The conference was also our first opportunity to pitch our upcoming exhibit Scrap Yard: Innovators of Recycling to an assembly of traveling exhibit coordinators from both history and science museums.  Our exhibit – which includes a slice of technology, a shmear of history and a topping of environmental science – received a very positive reception.

A curiosity from the expo floor - this is a cut-out combined with a projection, but it felt like a hologram.

A curiosity from the expo floor – this is a cut-out combined with a projection, but it felt like a hologram.

Our main purpose at the conference though, is not to present, but to learn from others.  Joanna, for example, not only sat in on sessions about the nuts and bolts of collections registration and storage, but also attended programs that took a broader look at collecting strategies, audience engagement, and exhibit design within the framework of the theme of diversity and inclusion. Several speakers tackled issues of collecting and exhibiting traumatic history, recent events, and “risky” topics, issues we all wrestle with.  She quoted one speaker whose advice was “steal and adapt”: that is, when faced with a problem, we can look to our fellow museums for guidance, since it’s likely one of them has already encountered the same problem.  Joanna pointed out that diversity of types of museums in attendance at AAM is one of this conference’s great strengths, and it reminds herthat we don’t have to go it alone.

The math of music from "Math Alive" at the St. Louis Science Center.

The math of music from “Math Alive” at the St. Louis Science Center.

Speaking of museum diversity, it was on full display both in the projects highlighted in the sessions and in the venues for the evening events.  AAM’s award for excellence went to “Prisons Today: Questions in the Age of Mass Incarceration” at the Eastern State Penitentiary Museum in Philadelphia.  It is a bold concept, dramatically designed – can’t wait to see it.  In St. Louis itself, the stand-out project for me was “#1 in Civil Rights” at the Missouri History Museum – featuring the ACTivist in Action program, a unique fusion of theater and exhibit in one seamless experience.  A close runner-up for innovation was the “Math Alive” traveling exhibit at the St. Louis Science Center (I missed it during its premiere at the Smithsonian in 2012 – it appears to be holding up well for a five year old exhibit).  And perhaps the most impressive venue for the conference was the Missouri Botanic Garden, not just in terms of scale and beauty, but in the cleverness of its design.

From the venues to the sessions to the expo floor, we packed our bags full of new ideas to bring back to JMM.

The Japanese Garden at the  Missouri Botanic Garden

The Japanese Garden at the Missouri Botanic Garden

The Mediterranean Garden at the Missouri Botanic Garden

The Mediterranean Garden at the Missouri Botanic Garden

Posted in jewish museum of maryland




JMM Insights: Learning By Doing

Posted on April 21st, 2017 by

Want to listen to a pumping heart? Save the day at Ft. McHenry by removing ammunition from a stockade? Turn a pickle into a light bulb?

If you’ve visited JMM in the last few years, you might have done all of the above.  The opportunities to “learn by doing” continue this summer with our next exhibit, Just Married!: Wedding Stories from Jewish Maryland now under development.

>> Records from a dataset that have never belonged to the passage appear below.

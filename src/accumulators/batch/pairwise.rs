use crate::accumulators::{Accumulator, BatchAccumulator};
use crate::error::StatsError;
use crate::metrics::{CorrelationMethod, DistanceMetric};
use log::debug;

/// Pairwise statistics between two index-aligned batch accumulators.
///
/// Both sides must retain their insertion order; a missing copy, or an
/// unimplemented metric/method, is an `Err`. Empty or differently sized
/// datasets give `Ok(NaN)`.
impl BatchAccumulator {
    /// Common length of both datasets, if non-zero and equal.
    #[inline]
    fn aligned_len(&self, other: &Self) -> Option<usize> {
        let n = self.len();
        (n != 0 && n == other.len()).then_some(n)
    }

    /// Distance to `other`.
    ///
    /// `Euclidean` is `Σ(xᵢ - yᵢ)² / n²` (no square root) and `Manhattan` is
    /// `Σ|xᵢ - yᵢ| / n`. `Chebyshev` is rejected.
    pub fn distance_to(&self, other: &Self, metric: DistanceMetric) -> Result<f64, StatsError> {
        let term: fn(f64, f64) -> f64 = match metric {
            DistanceMetric::Euclidean => |x, y| (x - y) * (x - y),
            DistanceMetric::Manhattan => |x, y| (x - y).abs(),
            DistanceMetric::Chebyshev => {
                debug!("distance requested with unsupported metric {metric}");
                return Err(StatsError::UnsupportedDistance(metric));
            }
        };
        let xs = self.retained_original("distance_to")?;
        let ys = other.retained_original("distance_to")?;
        let Some(n) = self.aligned_len(other) else {
            return Ok(f64::NAN);
        };

        let total: f64 = xs.iter().zip(ys).map(|(&x, &y)| term(x, y)).sum();
        let n = n as f64;
        Ok(match metric {
            DistanceMetric::Euclidean => total / (n * n),
            _ => total / n,
        })
    }

    /// Population covariance `Σ(xᵢ - x̄)(yᵢ - ȳ) / n`, over insertion order.
    pub fn covariance_population(&self, other: &Self) -> Result<f64, StatsError> {
        let xs = self.retained_original("covariance_population")?;
        let ys = other.retained_original("covariance_population")?;
        let Some(n) = self.aligned_len(other) else {
            return Ok(f64::NAN);
        };

        let mx = self.mean();
        let my = other.mean();
        let ss: f64 = xs
            .iter()
            .zip(ys)
            .map(|(&x, &y)| (y - my) * (x - mx))
            .sum();
        Ok(ss / n as f64)
    }

    pub fn correlation(&self, other: &Self, method: CorrelationMethod) -> Result<f64, StatsError> {
        match method {
            CorrelationMethod::Pearson => self.correlation_pearson(other),
            _ => {
                debug!("correlation requested with unsupported method {method}");
                Err(StatsError::UnsupportedCorrelation(method))
            }
        }
    }

    /// `0.0` when either side has no spread.
    fn correlation_pearson(&self, other: &Self) -> Result<f64, StatsError> {
        self.retained_original("correlation")?;
        other.retained_original("correlation")?;
        if self.aligned_len(other).is_none() {
            return Ok(f64::NAN);
        }

        let dev_self = self.standard_deviation_population();
        let dev_other = other.standard_deviation_population();
        if dev_self == 0.0 || dev_other == 0.0 {
            return Ok(0.0);
        }
        Ok(self.covariance_population(other)? / (dev_self * dev_other))
    }
}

As you might expect, this exhibit features wedding gowns, accessories, invitations, and even ketubahs that are more than 150 years old.  But in making this experience accessible to people of all ages and all learning styles it will also contain “interactive” experiences.  Despite the 21st century jargon in the name, interactives in museums date back more than a century.

In 1911, Jewish businessman and philanthropist Julius Rosenwald took his 8 year-old son William to the Deutsches Museum in Munich.  There he saw something new in the museum world – instead of halls exclusively devoted to objects in cases, some of the exhibits had cranks and levers and pulleys.  These devices invited visitors not just to observe the scientific world but to understand it through participation. Rosenwald was so impressed with the impact of this new style of museum experience that he became determined to bring it back to America, to his hometown of Chicago – and so began the story of the Museum of Science and Industry, the nation’s largest science museum.

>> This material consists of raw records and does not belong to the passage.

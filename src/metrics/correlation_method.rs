use schemars::JsonSchema;
use serde::{Deserialize, Serialize};
use strum_macros::{Display, EnumIter, EnumMessage, EnumString, IntoStaticStr};

/// Correlation coefficient between two index-aligned datasets.
///
/// Only [`CorrelationMethod::Pearson`] is computed; the other variants are
/// recognised so that configuration can name them, and are rejected when used.
///
/// Parses from (and serializes as) kebab-case names; displays as
/// `Correlation<Name>`.
#[derive(
    Debug,
    Clone,
    Copy,
    PartialEq,
    Eq,
    Hash,
    Serialize,
    Deserialize,
    JsonSchema,
    Display,
    EnumString,
    EnumIter,
    IntoStaticStr,
    EnumMessage,
)]
#[serde(rename_all = "kebab-case")]
#[strum(serialize_all = "kebab-case")]
pub enum CorrelationMethod {
    #[strum(
        serialize = "pearson",
        to_string = "CorrelationPearson",
        message = "Pearson",
        detailed_message = "Linear correlation: population covariance over the product of population standard deviations."
    )]
    Pearson,
    #[strum(serialize = "spearman", to_string = "CorrelationSpearman", message = "Spearman")]
    Spearman,
    #[strum(serialize = "kendall", to_string = "CorrelationKendall", message = "Kendall")]
    Kendall,
    #[strum(serialize = "custom", to_string = "CorrelationCustom", message = "Custom")]
    Custom,
}

impl CorrelationMethod {
    #[inline]
    pub fn is_implemented(self) -> bool {
        matches!(self, CorrelationMethod::Pearson)
    }
}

Over the course of the 20th century, interactives migrated from science museums to children’s museums and by the 1980s to natural history and history museums as well.  These exhibit units are sometimes characterized as “activities for kids,” but it is the experience of museum professionals that interactives receive as much of a workout from adults as children, if only vicariously (i.e. “Johnny, try pulling the crank first and then flipping the lever”).

In approaching the interactives for Just Married!: Wedding Stories from Jewish Maryland, we began, as always, with educational objectives…how do we transform the topic into a vehicle for inspiring in-depth exploration and critical reasoning?  What concepts and activities would fit our exhibit themes, while attracting visitors both young and old?  We came up with a mix of puzzles, tactile experiences, and audio rewards to engage the brain as well as the senses.

The meeple family tree

An important part of interactive planning is beta testing. Over the winter, we tested two of our activities, one on the public and one on the JMM staff.
Our seating chart puzzle, designed by our in-house game maven, involves a set of adorable but in-law challenged meeples [wondering what meeples are? (and no, the singular of “meeples” is not “merson”)].  Our meeple families: the color-coded Pinkerts and Greensteins, Silvermans and Goldbergs needs to be strategically seated to achieve a set of goals for the bride and groom.  In this way we hoped to transform a common problem into a 3-D logic puzzle – both entertaining and thought provoking.

A seating challenge!

We set a simple prototype in the JMM lobby and invited visitors to give it a try.  This gave us insight into what visitors found confusing – such as the fact that unlabeled meeples are indistinguishable (so who could say if cousin Steve was sitting where he should be?) We experimented with affixing tiny labels to the meeples, simplifying the game’s rules and clarifying how to reset the game board for the next player.  All of these small adjustments will contribute to successful interactive – a tool that promotes learning (and fun).

Curator Karen takes a crack at matching photos

Joanna’s match-the-photo puzzle was tested out on the staff in a slightly less formal manner (but with scorekeeping, which always adds to the fun). In this activity, players are asked to match the wedding and anniversary photos of several Maryland couples from various eras.  Our collections include some great images, thanks to generations of Marylanders celebrating the milestone anniversaries of parents and grandparents.  Eleven of our staff and volunteers gave the game a try; there were mixed results, score-wise (and yes, one person did successfully match all eight couples), but everyone found themselves engrossed in the challenge.

Marketing and Development Manager Rachel had a tough time as the inaugural tester

These trial games were invaluable.  In the case of the photos, Joanna learned that the original version – a scattering of sixteen photos from eight couples, with no indication as to which images were wedding and which were anniversary – was much too difficult for anyone who hadn’t been staring at the pictures for three days like she had.  A few tweaks to the set-up improved things considerably. Our goal is to make interactives challenging – but not frustrating, often a difficult “sweet spot” to find.Interactives are just one component in turning a space into an experience.  A strong interactive complements, but does not replace, memorable images or artifacts – but the right tools can transport the visitor from “watcher” to “doer” and give them a sense of personal ownership of an exhibit.